Есть несколько свидетельств о темах их ташкентских бесед с Толстым. Они опять вспоминали самоубийство Гумилева — об этом Ахматовой сделана запись в Записной книжке № 22. Л. 10 об.: «См. рассказ Т<олст>ого о самоуб<ийстве> в 1908 г., я знаю очень давно. Т<олст>ой подтверд<ил> его в Ташкенте (1942)». В Записной книжке № 17 есть запись «К Моди…», т. е. к очерку о Модильяни, где возникают парижские реалии: «Вернувшись в Москву, я узнала, что <…> Виктор Гофман, с кот<орым> я встречалась в Париже и который оказался тринадцатым на чтении рассказа Ал<ексея> Толстого в “Closerie de lilas”, застрелился в извозчичьей пролетке», и к ней примечание: «Об этом вспоминал и сам Ал<ексей> Толстой в Ташкенте» (Л. 126 об.) (Ахматова 1966: 730, 442).

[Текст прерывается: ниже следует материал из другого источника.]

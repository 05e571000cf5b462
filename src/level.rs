//! Level selection for newly inserted towers.
//!
//! The skip list asks its policy for a level once per insertion. The default
//! [`Geometric`] policy keeps promoting a tower with probability `p`, which
//! gives an expected height of `O(log_{1/p} n)`. Tests swap in a
//! [`Playback`] policy (or any closure) to build exact shapes.

use rand::rngs::StdRng;
use rand::{Rng, SeedableRng};

/// Chooses the level of a new tower.
pub trait LevelPolicy {
    /// Return a level in `[1, max_level]`.
    fn next_level(&mut self, p: f64, max_level: usize) -> usize;
}

impl<F> LevelPolicy for F
where
    F: FnMut(f64, usize) -> usize,
{
    fn next_level(&mut self, p: f64, max_level: usize) -> usize {
        self(p, max_level)
    }
}

/// Geometric level distribution truncated at `max_level`.
pub struct Geometric {
    rng: StdRng,
}

impl Geometric {
    /// Seeded from OS entropy.
    pub fn new() -> Self {
        Geometric {
            rng: StdRng::from_entropy(),
        }
    }

    /// Reproducible sequence of levels.
    pub fn seeded(seed: u64) -> Self {
        Geometric {
            rng: StdRng::seed_from_u64(seed),
        }
    }
}

impl Default for Geometric {
    fn default() -> Self {
        Self::new()
    }
}

impl LevelPolicy for Geometric {
    fn next_level(&mut self, p: f64, max_level: usize) -> usize {
        let mut level = 1;
        while level < max_level && self.rng.gen_range(0.0..1.0) < p {
            level += 1;
        }
        level
    }
}

/// Replays a prescribed sequence of levels, one per insertion.
///
/// # Panics
///
/// Panics when asked for more levels than it was given.
#[derive(Clone, Debug)]
pub struct Playback {
    levels: Vec<usize>,
    pos: usize,
}

impl Playback {
    pub fn new(levels: impl Into<Vec<usize>>) -> Self {
        Playback {
            levels: levels.into(),
            pos: 0,
        }
    }
}

impl LevelPolicy for Playback {
    fn next_level(&mut self, _p: f64, _max_level: usize) -> usize {
        assert!(
            self.pos < self.levels.len(),
            "playback exhausted after {} levels",
            self.levels.len()
        );
        let level = self.levels[self.pos];
        self.pos += 1;
        level
    }
}
//! Scenario tests for the public skip list API.

use rand::SeedableRng;
use rand::rngs::StdRng;
use rand::seq::SliceRandom;

use indexed_skiplist::{Geometric, Playback, SkipList};

// =============================================================================
// Test helpers
// =============================================================================

/// (key, level, expected rank) of Figure 1 in Pugh's "A Skip List Cookbook".
const COOKBOOK: [(u32, usize, usize); 10] = [
    (3, 1, 0),
    (6, 4, 1),
    (7, 1, 2),
    (9, 2, 3),
    (12, 1, 4),
    (17, 2, 5),
    (19, 1, 6),
    (21, 1, 7),
    (25, 3, 8),
    (26, 1, 9),
];

/// Build a list whose levels are replayed in insertion order.
fn playback_list(data: &[(u32, usize, usize)]) -> SkipList<u32, usize> {
    let levels: Vec<usize> = data.iter().map(|&(_, level, _)| level).collect();
    let mut list = SkipList::builder().level_policy(Playback::new(levels)).build();
    for &(key, _, rank) in data {
        list.set(key, rank);
    }
    list.check_invariants();
    list
}

fn shuffled_keys(count: u32, seed: u64) -> Vec<u32> {
    let mut keys: Vec<u32> = (0..count).collect();
    keys.shuffle(&mut StdRng::seed_from_u64(seed));
    keys
}

fn assert_ascending(list: &SkipList<u32, usize>) {
    let mut last = None;
    let mut cursor = list.first();
    while let Some(id) = cursor {
        let key = *list[id].key();
        if let Some(last) = last {
            assert!(last < key, "{} before {}", last, key);
        }
        last = Some(key);
        cursor = list[id].next();
    }
}

// =============================================================================
// Cookbook scenario
// =============================================================================

#[test]
fn cookbook_ranks() {
    let list = playback_list(&COOKBOOK);
    assert_eq!(list.len(), 10);
    assert_eq!(list.height(), 4);

    for &(key, _, rank) in &COOKBOOK {
        let tower = list.get_by_pos(rank).unwrap();
        assert_eq!(tower.key(), &key);

        let (tower, found) = list.get(&key).unwrap();
        assert_eq!(tower.key(), &key);
        assert_eq!(found, rank);
    }
}

#[test]
fn cookbook_remove_by_pos() {
    let mut list = playback_list(&COOKBOOK);

    let tower = list.remove_by_pos(8).unwrap();
    assert_eq!(tower.key(), &25);
    assert!(list.get(&25).is_none());
    assert_eq!(list.len(), 9);
    list.check_invariants();

    // Everything after the removed key moved down one rank
    assert_eq!(list.rank(&26), Some(8));
    assert_eq!(list.rank(&21), Some(7));
}

#[test]
fn cookbook_shuffled_insertion() {
    for seed in 0..20 {
        let mut data = COOKBOOK;
        data.shuffle(&mut StdRng::seed_from_u64(seed));
        let mut list = playback_list(&data);

        for &(key, _, rank) in &data {
            assert_eq!(list.get_by_pos(rank).unwrap().key(), &key, "seed {}", seed);
            let (tower, found) = list.get(&key).unwrap();
            assert_eq!(tower.value(), &rank);
            assert_eq!(found, rank, "seed {}", seed);
        }
        assert!(list.get(&1000).is_none());
        assert_ascending(&list);

        let tower = list.remove_by_pos(8).unwrap();
        assert_eq!(tower.key(), &25);
        assert!(list.get(&25).is_none());
        list.check_invariants();
    }
}

// =============================================================================
// Round trips
// =============================================================================

#[test]
fn set_remove_by_key() {
    let mut list = SkipList::builder().level_policy(Geometric::seeded(11)).build();
    let keys = shuffled_keys(100, 11);

    for (i, &key) in keys.iter().enumerate() {
        assert_eq!(list.len(), i);
        assert!(list.get(&key).is_none());
        let (_, _, inserted) = list.set(key, i);
        assert!(inserted);
        assert_eq!(list.len(), i + 1);
    }
    list.check_invariants();
    assert_ascending(&list);

    for (i, &key) in keys.iter().enumerate() {
        let (tower, rank) = list.get(&key).unwrap();
        assert_eq!(tower.key(), &key);
        assert_eq!(tower.value(), &i);
        // Keys are 0..100, so each key is its own rank
        assert_eq!(rank, key as usize);
    }

    let mut n = list.len();
    for (i, &key) in keys.iter().enumerate() {
        let (tower, _) = list.remove(&key).unwrap();
        assert_eq!(tower.key(), &key);
        assert!(list.get(&key).is_none());
        n -= 1;
        assert_eq!(list.len(), n);
        list.check_invariants();

        // Every remaining key is still found, by key and by rank
        for &other in &keys[i + 1..] {
            let (id, rank) = list.get_id(&other).unwrap();
            assert!(rank < list.len());
            let tower = list.get_by_pos(rank).unwrap();
            assert_eq!(tower.key(), &other);
            assert_eq!(list[id].key(), &other);
        }
    }
    assert_eq!(list.height(), 0);
}

#[test]
fn get_remove_by_pos() {
    let mut list = SkipList::builder().level_policy(Geometric::seeded(173)).build();
    let keys = shuffled_keys(100, 173);
    for (i, &key) in keys.iter().enumerate() {
        list.set(key, i);
    }

    for (i, &key) in keys.iter().enumerate() {
        let tower = list.get_by_pos(key as usize).unwrap();
        assert_eq!(tower.key(), &key);
        assert_eq!(tower.value(), &i);
    }

    let mut rng = StdRng::seed_from_u64(173);
    while !list.is_empty() {
        let pos = rand::Rng::gen_range(&mut rng, 0..list.len());
        let key = *list.get_by_pos(pos).unwrap().key();
        assert_eq!(list.rank(&key), Some(pos));

        let size_before = list.len();
        let tower = list.remove_by_pos(pos).unwrap();
        assert_eq!(tower.key(), &key);
        assert_eq!(list.len(), size_before - 1);
        assert!(list.get(&key).is_none());
        list.check_invariants();
    }
}

#[test]
fn override_is_idempotent() {
    let mut list = SkipList::new();
    for key in [40, 10, 30, 20] {
        list.set(key, "first");
    }
    let (_, rank_before, _) = list.set(30, "first");

    let (id, rank, inserted) = list.set(30, "second");
    assert!(!inserted);
    assert_eq!(rank, rank_before);
    assert_eq!(rank, 2);
    assert_eq!(list.len(), 4);
    assert_eq!(list[id].value(), &"second");
    assert_eq!(list.get(&30).unwrap().0.value(), &"second");
}

#[test]
fn value_write_through() {
    let mut list = SkipList::new();
    let (id, _, _) = list.set("apples", 1);
    *list[id].value_mut() += 1;
    *list.get_mut("apples").unwrap().0.value_mut() += 1;
    assert_eq!(list.get("apples").unwrap().0.value(), &3);
}

// =============================================================================
// Boundaries
// =============================================================================

#[test]
fn out_of_range_positions() {
    let mut list: SkipList<u32, ()> = (0..5).map(|key| (key, ())).collect();
    assert!(list.get_by_pos(5).is_none());
    assert!(list.get_by_pos(usize::MAX).is_none());
    assert!(list.remove_by_pos(5).is_none());
    assert_eq!(list.len(), 5);
    assert!(list.get_by_pos(4).is_some());
}

#[test]
fn empty_structure() {
    let mut list: SkipList<u32, ()> = SkipList::new();
    assert!(list.get(&0).is_none());
    assert!(list.rank(&0).is_none());
    assert!(list.get_by_pos(0).is_none());
    assert!(list.remove(&0).is_none());
    assert!(list.remove_by_pos(0).is_none());
    assert!(list.first().is_none());
    assert_eq!(list.height(), 0);
}

#[test]
fn height_never_exceeds_max_level() {
    let mut list = SkipList::builder()
        .probability(0.99)
        .max_level(3)
        .level_policy(Geometric::seeded(5))
        .build();
    for key in 0..200u32 {
        list.set(key, ());
        assert!(list.height() <= 3);
    }
    list.check_invariants();
}

#[test]
fn low_probability_stays_flat() {
    let mut list = SkipList::builder()
        .probability(0.01)
        .level_policy(Geometric::seeded(9))
        .build();
    for key in 0..500u32 {
        list.set(key, key);
    }
    assert!(list.height() <= 4, "height {}", list.height());
    list.check_invariants();
}

#[test]
#[should_panic(expected = "invalid skip list configuration")]
fn rejects_bad_probability() {
    let _list: SkipList<u32, ()> = SkipList::builder().probability(0.995).build();
}

#[test]
fn try_build_reports_bad_max_level() {
    let result = SkipList::<u32, ()>::builder().max_level(513).try_build();
    assert!(result.is_err());
}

Вопреки страху Толстого перед спуском в «подвал памяти» Ахматова все-таки вызвала в нем какое-то оживление старых, вытесненных частей его личности, «опоминание». 7 марта 1942 года Чуковская записывает: «По-видимому, NN окрылена похвалами Толстого. Она какая-то возбужденная, рассеянная, помолодевшая, взволнованная» (Чуковская 1997: 409). Видимо, это и есть эффект ее эмоциональной вовлеченности в отношения с Толстым. 8 марта она с Чуковской опять посещает Толстого, присутствуют Н. А. Пешкова, К. Чуковский, В. Левик, но уже нет Уткиных и композитора, и этот вечер нравится посетительницам больше, атмосфера более раскованная (Там же: 411, 414, 416).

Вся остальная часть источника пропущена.